§ **Problem**
From the listing below, pull each line that includes "match".
+++ Material for this task
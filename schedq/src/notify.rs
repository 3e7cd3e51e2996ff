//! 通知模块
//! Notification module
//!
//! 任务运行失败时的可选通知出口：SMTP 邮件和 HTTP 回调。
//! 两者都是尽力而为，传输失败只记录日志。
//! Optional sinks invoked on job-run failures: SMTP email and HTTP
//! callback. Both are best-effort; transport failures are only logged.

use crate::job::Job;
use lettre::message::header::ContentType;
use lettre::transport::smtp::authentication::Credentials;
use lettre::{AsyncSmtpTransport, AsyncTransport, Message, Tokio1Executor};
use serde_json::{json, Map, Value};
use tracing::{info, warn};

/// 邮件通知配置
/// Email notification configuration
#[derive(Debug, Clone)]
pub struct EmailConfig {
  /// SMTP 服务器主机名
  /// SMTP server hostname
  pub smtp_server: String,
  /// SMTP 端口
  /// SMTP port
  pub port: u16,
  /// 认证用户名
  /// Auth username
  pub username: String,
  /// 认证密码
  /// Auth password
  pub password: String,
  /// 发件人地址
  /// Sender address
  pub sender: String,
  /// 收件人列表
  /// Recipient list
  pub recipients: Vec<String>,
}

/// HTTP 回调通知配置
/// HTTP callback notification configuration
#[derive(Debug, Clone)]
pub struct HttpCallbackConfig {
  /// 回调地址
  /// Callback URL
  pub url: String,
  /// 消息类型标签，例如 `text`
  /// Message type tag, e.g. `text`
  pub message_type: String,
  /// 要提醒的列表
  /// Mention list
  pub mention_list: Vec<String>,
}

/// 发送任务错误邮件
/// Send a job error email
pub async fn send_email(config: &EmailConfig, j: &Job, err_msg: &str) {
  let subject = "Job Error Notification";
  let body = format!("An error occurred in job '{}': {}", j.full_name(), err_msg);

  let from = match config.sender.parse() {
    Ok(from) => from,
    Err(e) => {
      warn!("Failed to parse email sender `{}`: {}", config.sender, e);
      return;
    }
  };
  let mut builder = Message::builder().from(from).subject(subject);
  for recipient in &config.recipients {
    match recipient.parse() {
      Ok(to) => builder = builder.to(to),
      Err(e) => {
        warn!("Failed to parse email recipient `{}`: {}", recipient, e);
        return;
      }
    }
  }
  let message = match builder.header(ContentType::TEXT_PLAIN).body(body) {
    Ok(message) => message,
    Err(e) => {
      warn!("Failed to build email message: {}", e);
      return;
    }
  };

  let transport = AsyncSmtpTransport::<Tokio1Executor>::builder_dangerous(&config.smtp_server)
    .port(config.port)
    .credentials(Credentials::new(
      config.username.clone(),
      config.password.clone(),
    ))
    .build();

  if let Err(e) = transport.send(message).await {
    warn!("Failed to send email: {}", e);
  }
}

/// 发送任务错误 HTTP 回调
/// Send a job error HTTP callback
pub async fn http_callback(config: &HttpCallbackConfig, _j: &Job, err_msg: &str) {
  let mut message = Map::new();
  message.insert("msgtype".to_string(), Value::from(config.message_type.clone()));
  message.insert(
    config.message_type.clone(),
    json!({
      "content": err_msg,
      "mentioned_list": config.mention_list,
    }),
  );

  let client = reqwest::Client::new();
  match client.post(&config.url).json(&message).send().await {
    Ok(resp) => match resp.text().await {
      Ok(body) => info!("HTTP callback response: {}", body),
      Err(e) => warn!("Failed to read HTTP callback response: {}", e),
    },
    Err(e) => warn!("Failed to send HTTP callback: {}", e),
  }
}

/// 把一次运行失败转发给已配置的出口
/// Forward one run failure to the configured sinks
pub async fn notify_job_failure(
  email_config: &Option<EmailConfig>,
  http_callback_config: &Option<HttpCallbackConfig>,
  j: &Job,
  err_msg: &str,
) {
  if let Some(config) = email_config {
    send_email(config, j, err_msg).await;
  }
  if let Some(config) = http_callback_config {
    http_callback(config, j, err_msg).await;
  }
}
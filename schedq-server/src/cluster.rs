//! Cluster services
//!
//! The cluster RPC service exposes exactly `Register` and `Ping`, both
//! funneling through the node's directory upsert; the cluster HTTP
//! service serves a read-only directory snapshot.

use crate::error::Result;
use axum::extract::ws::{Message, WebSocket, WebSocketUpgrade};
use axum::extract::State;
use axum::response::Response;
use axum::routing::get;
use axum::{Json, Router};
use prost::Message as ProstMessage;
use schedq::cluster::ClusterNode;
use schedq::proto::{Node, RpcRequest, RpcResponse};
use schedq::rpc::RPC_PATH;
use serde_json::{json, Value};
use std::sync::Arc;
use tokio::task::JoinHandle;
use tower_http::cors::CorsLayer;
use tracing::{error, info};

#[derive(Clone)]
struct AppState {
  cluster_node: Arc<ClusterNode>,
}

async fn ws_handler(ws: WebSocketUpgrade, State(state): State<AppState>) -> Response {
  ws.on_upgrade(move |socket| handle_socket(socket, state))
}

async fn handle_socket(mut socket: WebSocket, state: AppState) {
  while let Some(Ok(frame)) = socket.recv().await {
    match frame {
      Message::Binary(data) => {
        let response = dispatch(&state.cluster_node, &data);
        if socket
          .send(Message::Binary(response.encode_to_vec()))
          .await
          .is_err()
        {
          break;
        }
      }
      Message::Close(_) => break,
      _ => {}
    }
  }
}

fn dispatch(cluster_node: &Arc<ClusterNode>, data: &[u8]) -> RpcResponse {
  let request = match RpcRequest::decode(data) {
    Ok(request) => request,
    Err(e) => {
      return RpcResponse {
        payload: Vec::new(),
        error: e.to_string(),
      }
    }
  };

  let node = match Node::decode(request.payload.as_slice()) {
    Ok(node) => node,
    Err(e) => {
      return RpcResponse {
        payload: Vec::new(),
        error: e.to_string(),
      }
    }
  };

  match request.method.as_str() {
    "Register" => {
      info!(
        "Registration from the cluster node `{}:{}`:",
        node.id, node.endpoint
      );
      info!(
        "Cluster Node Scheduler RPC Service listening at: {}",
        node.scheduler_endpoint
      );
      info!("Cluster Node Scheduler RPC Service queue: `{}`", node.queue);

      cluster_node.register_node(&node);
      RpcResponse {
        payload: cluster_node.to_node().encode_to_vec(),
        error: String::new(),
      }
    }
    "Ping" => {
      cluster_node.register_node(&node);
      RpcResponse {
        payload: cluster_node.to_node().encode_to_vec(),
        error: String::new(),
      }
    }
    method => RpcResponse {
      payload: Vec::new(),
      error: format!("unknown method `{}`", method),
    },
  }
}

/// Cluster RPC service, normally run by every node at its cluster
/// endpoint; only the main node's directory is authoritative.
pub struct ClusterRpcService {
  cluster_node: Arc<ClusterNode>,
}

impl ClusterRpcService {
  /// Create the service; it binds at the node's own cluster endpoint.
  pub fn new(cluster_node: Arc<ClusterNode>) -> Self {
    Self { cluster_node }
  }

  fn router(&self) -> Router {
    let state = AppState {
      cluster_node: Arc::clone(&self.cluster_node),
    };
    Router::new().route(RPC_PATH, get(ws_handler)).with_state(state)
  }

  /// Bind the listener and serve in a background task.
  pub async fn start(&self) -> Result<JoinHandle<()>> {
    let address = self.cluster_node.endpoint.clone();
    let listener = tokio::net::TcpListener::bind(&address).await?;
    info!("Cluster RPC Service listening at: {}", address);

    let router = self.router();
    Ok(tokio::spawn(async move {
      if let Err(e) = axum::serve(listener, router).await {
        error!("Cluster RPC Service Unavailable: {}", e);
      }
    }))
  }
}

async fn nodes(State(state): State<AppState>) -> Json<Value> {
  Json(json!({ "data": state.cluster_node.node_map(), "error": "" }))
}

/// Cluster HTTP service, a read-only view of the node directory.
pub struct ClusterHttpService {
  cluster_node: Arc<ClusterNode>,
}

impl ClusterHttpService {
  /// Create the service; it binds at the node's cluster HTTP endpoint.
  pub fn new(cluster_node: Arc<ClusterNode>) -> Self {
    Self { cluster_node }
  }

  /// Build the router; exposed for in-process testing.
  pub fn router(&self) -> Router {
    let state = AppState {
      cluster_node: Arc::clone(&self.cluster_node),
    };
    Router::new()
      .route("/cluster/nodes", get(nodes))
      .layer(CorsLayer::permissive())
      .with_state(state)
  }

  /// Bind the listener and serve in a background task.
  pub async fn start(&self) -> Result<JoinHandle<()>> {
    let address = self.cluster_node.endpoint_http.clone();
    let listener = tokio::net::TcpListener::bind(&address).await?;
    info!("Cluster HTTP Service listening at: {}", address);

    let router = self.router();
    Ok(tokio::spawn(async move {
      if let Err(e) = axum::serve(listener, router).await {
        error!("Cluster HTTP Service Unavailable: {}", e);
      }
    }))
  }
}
++++++
§ **Exercise output**
  let from = match config.sender.parse() {
    match recipient.parse() {
  let message = match builder.header(ContentType::TEXT_PLAIN).body(body) {
  match client.post(&config.url).json(&message).send().await {
    Ok(resp) => match resp.text().await {
    match frame {
  let request = match RpcRequest::decode(data) {
  let node = match Node::decode(request.payload.as_slice()) {
  match request.method.as_str() {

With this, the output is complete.